▶ [ACTIVITY] The entries are to be repeated in full, without any change.

▶ [EXCERPTED RECORDS]
pub mod core;
pub mod analysis;
pub mod extract;
pub mod index;
pub mod search;

/*
┌────────────────────────────────────────────────────────────────────────────────────────────┐
│                               DOCDEX STRUCT ARCHITECTURE                                    │
└────────────────────────────────────────────────────────────────────────────────────────────┘

┌─────────────────────────────────────── CORE LAYER ──────────────────────────────────────────┐
│                                                                                              │
│  ┌────────────────────────────────────────────────────────────────────────────────────┐    │
│  │                                 struct Engine                                       │    │
│  │  ┌──────────────────────────────────────────────────────────────────────────────┐ │    │
│  │  │ config: Config                       // Snippet, OCR and timeout settings    │ │    │
│  │  │ extractor: Arc<Extractor>            // Bytes → tokens (blocking)            │ │    │
│  │  │ state: Arc<ActiveDocumentState>      // The one queryable document           │ │    │
│  │  └──────────────────────────────────────────────────────────────────────────────┘ │    │
│  └────────────────────────────────────────────────────────────────────────────────────┘    │
│                                                                                              │
│  ┌────────────────────────────────────────────────────────────────────────────────────┐    │
│  │                         struct ActiveDocumentState                                  │    │
│  │  ┌──────────────────────────────────────────────────────────────────────────────┐ │    │
│  │  │ inner: RwLock<ActiveDocument>        // index + trie + label, one lock       │ │    │
│  │  │ renderer: SnippetRenderer            // ≤ max_snippets windows               │ │    │
│  │  │ no_document_label: String            // Reported when nothing is active      │ │    │
│  │  └──────────────────────────────────────────────────────────────────────────────┘ │    │
│  └────────────────────────────────────────────────────────────────────────────────────┘    │
│                                                                                              │
│  ┌──────────────────┐  ┌──────────────────────┐  ┌─────────────────────────────────┐      │
│  │ struct Config    │  │ enum DocumentFormat  │  │ enum CatalogEvent               │      │
│  │ • max_snippets   │  │ • PlainText          │  │ • DocumentActivated{label,blob} │      │
│  │ • context_window │  │ • Docx               │  │ • DocumentRemoved{label}        │      │
│  │ • min_text_layer │  │ • Xlsx               │  └─────────────────────────────────┘      │
│  │ • ocr_*          │  │ • Pdf                │                                            │
│  └──────────────────┘  └──────────────────────┘                                            │
└──────────────────────────────────────────────────────────────────────────────────────────────┘

┌────────────────────────────────── RELATIONSHIPS ────────────────────────────────────────────┐
│                                                                                              │
│  Engine ──owns──> Extractor ──dispatches──> plain / docx / xlsx / pdf                       │
│     │                 │                                          │                          │
│     │                 └──normalizes_with──> Analyzer             └──uses──> PdfTextSource   │
│     │                                                                   (text layer, OCR)   │
│     ├──builds──> PositionalIndex ──serializes──> IndexBlob ──> metadata store               │
│     │                                                                                       │
│     └──owns──> ActiveDocumentState ──holds──> PositionalIndex + Trie + label               │
│                        │                                                                    │
│                        └──renders_with──> SnippetRenderer ──returns──> SearchResults       │
│                                                                                              │
└──────────────────────────────────────────────────────────────────────────────────────────────┘
*/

▶ [EXERCISE OUTPUT]
pub mod core;
pub mod analysis;
pub mod extract;
pub mod index;
pub mod search;

/*
┌────────────────────────────────────────────────────────────────────────────────────────────┐
│                               DOCDEX STRUCT ARCHITECTURE                                    │
└────────────────────────────────────────────────────────────────────────────────────────────┘

┌─────────────────────────────────────── CORE LAYER ──────────────────────────────────────────┐
│                                                                                              │
│  ┌────────────────────────────────────────────────────────────────────────────────────┐    │
│  │                                 struct Engine                                       │    │
│  │  ┌──────────────────────────────────────────────────────────────────────────────┐ │    │
│  │  │ config: Config                       // Snippet, OCR and timeout settings    │ │    │
│  │  │ extractor: Arc<Extractor>            // Bytes → tokens (blocking)            │ │    │
│  │  │ state: Arc<ActiveDocumentState>      // The one queryable document           │ │    │
│  │  └──────────────────────────────────────────────────────────────────────────────┘ │    │
│  └────────────────────────────────────────────────────────────────────────────────────┘    │
│                                                                                              │
│  ┌────────────────────────────────────────────────────────────────────────────────────┐    │
│  │                         struct ActiveDocumentState                                  │    │
│  │  ┌──────────────────────────────────────────────────────────────────────────────┐ │    │
│  │  │ inner: RwLock<ActiveDocument>        // index + trie + label, one lock       │ │    │
│  │  │ renderer: SnippetRenderer            // ≤ max_snippets windows               │ │    │
│  │  │ no_document_label: String            // Reported when nothing is active      │ │    │
│  │  └──────────────────────────────────────────────────────────────────────────────┘ │    │
│  └────────────────────────────────────────────────────────────────────────────────────┘    │
│                                                                                              │
│  ┌──────────────────┐  ┌──────────────────────┐  ┌─────────────────────────────────┐      │
│  │ struct Config    │  │ enum DocumentFormat  │  │ enum CatalogEvent               │      │
│  │ • max_snippets   │  │ • PlainText          │  │ • DocumentActivated{label,blob} │      │
│  │ • context_window │  │ • Docx               │  │ • DocumentRemoved{label}        │      │
│  │ • min_text_layer │  │ • Xlsx               │  └─────────────────────────────────┘      │
│  │ • ocr_*          │  │ • Pdf                │                                            │
│  └──────────────────┘  └──────────────────────┘                                            │
└──────────────────────────────────────────────────────────────────────────────────────────────┘

┌────────────────────────────────── RELATIONSHIPS ────────────────────────────────────────────┐
│                                                                                              │
│  Engine ──owns──> Extractor ──dispatches──> plain / docx / xlsx / pdf                       │
│     │                 │                                          │                          │
│     │                 └──normalizes_with──> Analyzer             └──uses──> PdfTextSource   │
│     │                                                                   (text layer, OCR)   │
│     ├──builds──> PositionalIndex ──serializes──> IndexBlob ──> metadata store               │
│     │                                                                                       │
│     └──owns──> ActiveDocumentState ──holds──> PositionalIndex + Trie + label               │
│                        │                                                                    │
│                        └──renders_with──> SnippetRenderer ──returns──> SearchResults       │
│                                                                                              │
└──────────────────────────────────────────────────────────────────────────────────────────────┘
*/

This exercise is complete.